A review of the key cost drivers for the studies included and their data sources suggests that drug costs and, to some extent, outpatient costs and pharmacy costs are important costs drivers for the three diseases. This may be due to a low frequency of hospitalization for PSO, AD, and CU patients. However, at least one previous study has shown that the cost of inpatient care for PSO can be substantial compared to outpatient care when it is required [58]. Overall, the quality of the reporting in the economic evaluations and cost studies reviewed was good, given that only 8 out of 36 of the checklist items were evaluated as “No” for 50% or more of the studies. While some items such as productivity changes, the quantity of resources used separated from the unit costs, the study perspective, and discount rates were often not reported, the study design, data collection, and analysis approach were generally reported well. A lack of reporting of quantities of resource use, the study perspective, and discount rates has been commonly reported for reviews of other therapies as well [26, 38, 41, 42]. A lack of reporting of the source of efficacy data and/or a lack of justification of the choice of model has also been reported for other therapy areas [28, 38, 39, 42], but was not a major issue for the studies in this review.
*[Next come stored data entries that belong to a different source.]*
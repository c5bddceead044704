use async_trait::async_trait;
use reqwest::Client;

use crate::{
    error::{Upstream, UpstreamError},
    http::get_json,
    model::Location,
};

use super::Geolocator;

/// Client for the ip-api.com JSON endpoint.
#[derive(Debug, Clone)]
pub struct IpApiGeolocator {
    base_url: String,
    http: Client,
}

impl IpApiGeolocator {
    pub fn with_base_url(http: Client, base_url: impl Into<String>) -> Self {
        let base_url = base_url.into().trim_end_matches('/').to_string();
        Self { base_url, http }
    }

    fn lookup_url(&self, ip: &str) -> String {
        // An empty ip makes ip-api locate the caller, i.e. this relay.
        format!("{}/json/{}", self.base_url, ip)
    }
}

#[async_trait]
impl Geolocator for IpApiGeolocator {
    async fn locate(&self, ip: &str) -> Result<Location, UpstreamError> {
        let location: Location =
            get_json(self.http.get(self.lookup_url(ip)), Upstream::Geolocation).await?;

        if !location.is_success() {
            return Err(UpstreamError::Status {
                status: location.status,
                message: location.message,
            });
        }

        tracing::debug!(
            "Located {} in {}, {} ({}, {})",
            ip,
            location.city,
            location.country,
            location.latitude,
            location.longitude
        );

        Ok(location)
    }
}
A lack of reporting of dates for the resources used and unit costs has also been reported to be an issue for at least one previous review for another therapy area, but was not a major issue for the studies in this review [42].
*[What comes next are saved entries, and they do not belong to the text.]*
use anyhow::Context;
use clap::Parser;
use std::{net::SocketAddr, path::PathBuf, sync::Arc};
use weather_core::{
    Config, ConfigOverrides, FileConfig, geo::geolocator_from_config, http::build_client,
    provider::provider_from_config,
};

use crate::routes::{AppState, create_router};

/// Top-level CLI struct.
#[derive(Debug, Parser)]
#[command(
    name = "weather-server",
    version,
    about = "Serves the current weather for the caller's IP address"
)]
pub struct Cli {
    /// meteoblue API key.
    #[arg(long, env = "METEOBLUE_API_KEY", hide_env_values = true)]
    pub api_key: Option<String>,

    /// Port to listen on [default: 8080].
    #[arg(long, env = "PORT")]
    pub port: Option<String>,

    /// Total timeout for each upstream request, in seconds. Unset or 0 waits forever.
    #[arg(long, env = "UPSTREAM_TIMEOUT_SECS")]
    pub timeout_secs: Option<u64>,

    /// Path to a TOML config file. Defaults to the platform config directory.
    #[arg(long, env = "WEATHER_RELAY_CONFIG")]
    pub config: Option<PathBuf>,
}

impl Cli {
    /// Resolve the configuration from flags, environment and config file.
    pub fn config(&self) -> anyhow::Result<Config> {
        let file = FileConfig::load(self.config.as_deref())?;
        let overrides = ConfigOverrides {
            api_key: self.api_key.clone(),
            port: self.port.clone(),
            timeout_secs: self.timeout_secs,
        };

        Config::resolve(overrides, file)
    }

    pub async fn run(self) -> anyhow::Result<()> {
        let config = self.config()?;
        let state = app_state(&config)?;
        let app = create_router(state);

        let addr = SocketAddr::from(([0, 0, 0, 0], config.port));
        let listener = tokio::net::TcpListener::bind(addr)
            .await
            .with_context(|| format!("Failed to bind {addr}"))?;
        tracing::info!("Server started on port {}...", config.port);

        axum::serve(listener, app.into_make_service_with_connect_info::<SocketAddr>())
            .with_graceful_shutdown(shutdown_signal())
            .await
            .context("HTTP server failed")?;

        tracing::info!("Server stopped");
        Ok(())
    }
}

/// Build the handler state from the resolved configuration.
pub fn app_state(config: &Config) -> anyhow::Result<AppState> {
    let http = build_client(config.upstream_timeout)?;

    Ok(AppState {
        geo: Arc::from(geolocator_from_config(config, http.clone())),
        weather: Arc::from(provider_from_config(config, http)),
    })
}

async fn shutdown_signal() {
    if let Err(err) = tokio::signal::ctrl_c().await {
        tracing::error!("Failed to listen for shutdown signal: {}", err);
        std::future::pending::<()>().await;
    }
    tracing::info!("Shutdown signal received");
}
Although this study provides a comprehensive review of the characteristics of economic evaluations and cost studies of three key immunological skin disorders, there are some limitations of the analysis that should be reported. First, while various treatments such as phototherapy have been indicated for these three conditions, this review focused only on pharmacotherapy. Second, studies related to PSO comprised the majority of those reviewed, and the small number of studies related to AD and CU allowed for only a limited comparison between the conditions. Also, this review was conducted using three online databases: MEDLINE, Embase, and the Cochrane Library. Other databases and gray literature sources including any unpublished reports—including those issued through government agencies—were not included in the review, which may have led to the nonidentification of some relevant studies. However, it does not seem likely that the inclusion of more databases would have resulted in a substantially higher number of studies that could have altered the conclusion drawn. Lastly, only economic evaluations and cost studies published after 2016 and up to October 26, 2020 were included in this study. While an expansion of the study period to include publication prior to 2016 might have allowed for more consideration of changes in the characteristics of economic evaluations and cost studies of the three conditions over time, the findings would have been less relevant given the more recent introduction of biologics for AD and UC. Since the JAK inhibitors indicated for AD were approved in the EU [55] and the US [56, 57] after late 2020, updating the study to include relevant publications may be considered in the future.

Conclusions

The results of this review show that, in recent years, studies related to the economic evaluation and cost of treatment of PSO have been common, and there have been comparatively very few studies of AD and CU—possibly due to the fact that high-cost biologic treatments for AD and CU have only been available since 2017 and 2014, respectively. Also, many studies have not reported or clearly delineated the effect of the inclusion of biologic treatments or the role of a reduction in productivity among patients. Economic evaluations for AD and CU may be needed in order to better estimate the value and cost of new treatments under those conditions, and a clearer delineation between biologic treatments and indirect costs (i.e., productivity losses and gains) in future studies would contribute to a better understanding of their impact on treatment costs.